To Paul Edmund de Strzelecki [25 May 1845]
Down Bromley Kent
Sunday
My dear Sir
I received a few days since your kind & valuable present:1 I am exceedingly obliged to you for it, though I feel that I have no claim on so magnificent a present.
I congratulate you on having completed a work which must have cost you so much labour & I am astonished at the number of deep subjects which you discuss. I must be permitted to express my sorrow that there are not far more copious extracts from the ‘M.S. Journal’: I hope some day to see it fully published.— You speak of your unidiomatic English; I heartily wish that one quarter of our English authors could think & write in language one half as spirited yet so simple.

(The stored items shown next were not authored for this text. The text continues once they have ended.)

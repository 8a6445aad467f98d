use crate::shared::icons::icon;
use crate::shared::query::use_query_stores;
use contracts::shared::query::SearchPatch;
use gloo_timers::callback::Timeout;
use leptos::prelude::*;

const DEBOUNCE_MS: u32 = 350;

/// Search field selector plus a debounced term input
#[component]
pub fn SearchInput(
    context: &'static str,
    /// (API field, label) pairs
    fields: &'static [(&'static str, &'static str)],
) -> impl IntoView {
    let stores = use_query_stores();

    if let Some((first, _)) = fields.first() {
        if stores.searches.get_untracked(context).search_by.is_empty() {
            stores.searches.apply(context, SearchPatch::field(*first));
        }
    }

    let text = RwSignal::new(stores.searches.get_untracked(context).search_term);
    let pending = StoredValue::new_local(None::<Timeout>);

    // URL или другой виджет могли поменять поиск
    Effect::new(move |_| {
        let term = stores.searches.get(context).search_term;
        if text.get_untracked() != term {
            text.set(term);
        }
    });

    let on_input = move |value: String| {
        text.set(value.clone());
        if let Some(previous) = pending.try_update_value(|p| p.take()).flatten() {
            previous.cancel();
        }
        let timeout = Timeout::new(DEBOUNCE_MS, move || {
            stores.set_search(context, SearchPatch::term(value));
        });
        pending.set_value(Some(timeout));
    };

    let clear = move |_| {
        text.set(String::new());
        stores.set_search(context, SearchPatch::term(""));
    };

    view! {
        <div class="search-input">
            <select
                class="search-input__field"
                prop:value=move || stores.searches.get(context).search_by
                on:change=move |ev| stores.set_search(context, SearchPatch::field(event_target_value(&ev)))
            >
                {fields
                    .iter()
                    .map(|(field, label)| view! { <option value=*field>{*label}</option> })
                    .collect_view()}
            </select>
            {icon("search")}
            <input
                type="search"
                class="search-input__term"
                placeholder="Search..."
                prop:value=move || text.get()
                on:input=move |ev| on_input(event_target_value(&ev))
            />
            <Show when=move || !text.with(|t| t.is_empty())>
                <button class="search-input__clear" on:click=clear title="Clear search">
                    {icon("x")}
                </button>
            </Show>
        </div>
    }
}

Once again allow me to thank you very sincerely & believe me My dear Sir | Yours very faithfully | C. Darwin
You were so good, when I last saw you, as to say, that you would take the trouble of informing me (as a guide for myself) what you paid for the engraving of the shells alone.2 The plates appear to me admirable.
Footnotes
Bibliography
Natural selection: Charles Darwin’s Natural selection: being the second part of his big species book written from 1856 to 1858. Edited by R. C. Stauffer. Cambridge: Cambridge University Press. 1975.
Strzelecki, Paul Edmund de. 1845. Physical description of New South Wales and Van Diemen’s Land. London.
Summary
Thanks PEdeS for gift of his book [Physical description of New South Wales and Van Diemen’s Land (1845)].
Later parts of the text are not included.